◆ **Exercise**:
Please print only the top portion of the entries below, ending with the line that contains "impl CommandRunner for", exactly as written.

◆ **Material for this task**:
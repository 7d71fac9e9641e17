//! Application services - orchestrate use cases.

pub mod init_service;

pub use init_service::InitService;
//! Filesystem adapters.

mod local;
mod memory;

pub use local::LocalFilesystem;
pub use memory::MemoryFilesystem;
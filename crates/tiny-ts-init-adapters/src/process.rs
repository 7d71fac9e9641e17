//! Subprocess adapter using `std::process::Command`.

use std::io;
use std::path::Path;
use std::process::{Command, Stdio};

use tracing::{debug, instrument};

use tiny_ts_init_core::{
    application::{
        ApplicationError,
        ports::{CommandRunner, CommandStatus},
    },
    domain::InstallCommand,
    error::InitResult,
};

/// Runs programs as child processes attached to the current terminal.
#[derive(Debug, Clone, Copy, Default)]
pub struct ProcessRunner;

impl ProcessRunner {
    pub fn new() -> Self {
        Self
    }
}

impl CommandRunner for ProcessRunner {
    #[instrument(skip_all, fields(command = %command, dir = %working_dir.display()))]
    fn run(&self, command: &InstallCommand, working_dir: &Path) -> InitResult<CommandStatus> {
        debug!("Spawning child process");

        let status = Command::new(&command.program)
            .args(&command.args)
            .current_dir(working_dir)
            .stdin(Stdio::inherit())
            .stdout(Stdio::inherit())
            .stderr(Stdio::inherit())
            .status()
            .map_err(|e| ApplicationError::InstallerUnavailable {
                program: command.program.clone(),
                reason: describe_spawn_error(&e),
            })?;

        debug!(code = ?status.code(), "Child process exited");
        Ok(CommandStatus { code: status.code() })
    }
}

fn describe_spawn_error(e: &io::Error) -> String {
    match e.kind() {
        io::ErrorKind::NotFound => "program not found on PATH".into(),
        io::ErrorKind::PermissionDenied => "permission denied".into(),
        _ => e.to_string(),
    }
}

#[cfg(all(test, unix))]
mod tests {
    use super::*;
    use tempfile::TempDir;
    use tiny_ts_init_core::error::InitError;

    #[test]
    fn successful_program_reports_zero() {
        let temp = TempDir::new().unwrap();
        let status = ProcessRunner::new()
            .run(&InstallCommand::new("true", Vec::<String>::new()), temp.path())
            .unwrap();
        assert!(status.success());
    }

    #[test]
    fn failing_program_reports_exit_code() {
        let temp = TempDir::new().unwrap();
        let status = ProcessRunner::new()
            .run(&InstallCommand::new("sh", ["-c", "exit 3"]), temp.path())
            .unwrap();
        assert_eq!(status.code, Some(3));
        assert!(!status.success());
    }

    #[test]
    fn runs_inside_working_dir() {
        let temp = TempDir::new().unwrap();
        ProcessRunner::new()
            .run(&InstallCommand::new("sh", ["-c", "touch marker"]), temp.path())
            .unwrap();
        assert!(temp.path().join("marker").exists());
    }

    #[test]
    fn missing_program_is_unavailable() {
        let temp = TempDir::new().unwrap();
        let err = ProcessRunner::new()
            .run(
                &InstallCommand::new("tiny-ts-init-no-such-program", ["install"]),
                temp.path(),
            )
            .unwrap_err();
        match err {
            InitError::Application(ApplicationError::InstallerUnavailable { program, reason }) => {
                assert_eq!(program, "tiny-ts-init-no-such-program");
                assert!(reason.contains("not found"));
            }
            other => panic!("unexpected error: {other:?}"),
        }
    }
}
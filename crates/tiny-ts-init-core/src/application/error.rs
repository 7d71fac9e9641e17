//! Application layer errors.
//!
//! These errors represent failures in the provisioning workflow, not
//! invalid input. Input errors are `DomainError` from `crate::domain`.

use std::path::PathBuf;
use thiserror::Error;

use crate::error::ErrorCategory;

/// Errors that occur while provisioning a project.
#[derive(Debug, Error, Clone, PartialEq)]
pub enum ApplicationError {
    /// New-directory mode, but the directory is already there.
    #[error("Directory {path} already exists")]
    DirectoryExists { path: PathBuf },

    /// One or more template files are already present in the target.
    #[error(
        "The following files already exist in {root}: {}",
        .paths.iter().map(|p| p.display().to_string()).collect::<Vec<_>>().join(", ")
    )]
    FilesExist { root: PathBuf, paths: Vec<PathBuf> },

    /// Filesystem operation failed.
    #[error("Filesystem error at {path}: {reason}")]
    FilesystemError { path: PathBuf, reason: String },

    /// The installer program could not be started.
    #[error("Could not run '{program}': {reason}")]
    InstallerUnavailable { program: String, reason: String },

    /// The installer ran and reported failure.
    #[error("'{command}' failed with {}", describe_exit(.code))]
    InstallerFailed { command: String, code: Option<i32> },
}

fn describe_exit(code: &Option<i32>) -> String {
    match code {
        Some(code) => format!("exit code {code}"),
        None => "no exit code (terminated by signal)".into(),
    }
}

impl ApplicationError {
    /// Get user-actionable suggestions.
    pub fn suggestions(&self) -> Vec<String> {
        match self {
            Self::DirectoryExists { path } => vec![
                format!("The directory '{}' already exists", path.display()),
                "Choose a different project name".into(),
                "Or run tiny-ts-init inside it with '.' to reuse it".into(),
            ],
            Self::FilesExist { paths, .. } => {
                let mut suggestions = vec!["Conflicting files:".to_string()];
                suggestions.extend(paths.iter().map(|p| format!("  - {}", p.display())));
                suggestions.push("Move or delete them, or pick an empty directory".into());
                suggestions
            }
            Self::FilesystemError { path, .. } => vec![
                format!("Failed to access: {}", path.display()),
                "Check that you have write permissions".into(),
                "Files written before the failure were left in place".into(),
            ],
            Self::InstallerUnavailable { program, .. } => vec![
                format!("Ensure '{program}' is installed and on your PATH"),
                "Or choose another installer via installer.program in the config".into(),
            ],
            Self::InstallerFailed { command, .. } => vec![
                format!("'{command}' reported an error; see its output above"),
                "The project files were created; re-run the install manually".into(),
            ],
        }
    }

    /// Get error category.
    pub fn category(&self) -> ErrorCategory {
        match self {
            Self::DirectoryExists { .. } | Self::FilesExist { .. } => ErrorCategory::Conflict,
            Self::InstallerUnavailable { .. } => ErrorCategory::NotFound,
            Self::FilesystemError { .. } | Self::InstallerFailed { .. } => {
                ErrorCategory::Internal
            }
        }
    }
}

#[cfg(test)]
mod tests {
    use super::*;

    #[test]
    fn files_exist_lists_every_path() {
        let err = ApplicationError::FilesExist {
            root: PathBuf::from("/w"),
            paths: vec![PathBuf::from("index.ts"), PathBuf::from("tsconfig.json")],
        };
        let msg = err.to_string();
        assert!(msg.contains("index.ts"));
        assert!(msg.contains("tsconfig.json"));

        let suggestions = err.suggestions();
        assert!(suggestions.contains(&"  - index.ts".to_string()));
        assert!(suggestions.contains(&"  - tsconfig.json".to_string()));
    }

    #[test]
    fn installer_failure_reports_exit_code() {
        let err = ApplicationError::InstallerFailed {
            command: "yarn install".into(),
            code: Some(1),
        };
        assert_eq!(err.to_string(), "'yarn install' failed with exit code 1");
        assert_eq!(err.category(), ErrorCategory::Internal);
    }

    #[test]
    fn installer_killed_by_signal() {
        let err = ApplicationError::InstallerFailed {
            command: "yarn install".into(),
            code: None,
        };
        assert!(err.to_string().contains("terminated by signal"));
    }

    #[test]
    fn conflicts_are_categorised_as_conflict() {
        let err = ApplicationError::DirectoryExists {
            path: PathBuf::from("/w/app"),
        };
        assert_eq!(err.category(), ErrorCategory::Conflict);
    }
}
//! Shell completion generation.

use std::io::Write;

use clap::CommandFactory;
use clap_complete::{Generator, generate, shells};

use crate::cli::{Cli, Shell};
use crate::error::CliResult;

const BIN_NAME: &str = "tiny-ts-init";

/// Write the completion script for `shell` to stdout.
pub fn execute(shell: Shell) -> CliResult<()> {
    let mut stdout = std::io::stdout();
    write_script(shell, &mut stdout);
    stdout.flush()?;
    Ok(())
}

fn write_script(shell: Shell, out: &mut dyn Write) {
    match shell {
        Shell::Bash => render(shells::Bash, out),
        Shell::Zsh => render(shells::Zsh, out),
        Shell::Fish => render(shells::Fish, out),
        Shell::PowerShell => render(shells::PowerShell, out),
        Shell::Elvish => render(shells::Elvish, out),
    }
}

fn render<G: Generator>(generator: G, out: &mut dyn Write) {
    let mut cmd = Cli::command();
    generate(generator, &mut cmd, BIN_NAME, out);
}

◆ **Reply**:
repository 7d71fac9e9641e17
//! Application services - orchestrate use cases.

pub mod init_service;

pub use init_service::InitService;
//! Filesystem adapters.

mod local;
mod memory;

pub use local::LocalFilesystem;
pub use memory::MemoryFilesystem;
filename crates/tiny-ts-init-adapters/src/process.rs
repository 7d71fac9e9641e17
//! Subprocess adapter using `std::process::Command`.

use std::io;
use std::path::Path;
use std::process::{Command, Stdio};

use tracing::{debug, instrument};

use tiny_ts_init_core::{
    application::{
        ApplicationError,
        ports::{CommandRunner, CommandStatus},
    },
    domain::InstallCommand,
    error::InitResult,
};

/// Runs programs as child processes attached to the current terminal.
#[derive(Debug, Clone, Copy, Default)]
pub struct ProcessRunner;

impl ProcessRunner {
    pub fn new() -> Self {
        Self
    }
}

impl CommandRunner for ProcessRunner {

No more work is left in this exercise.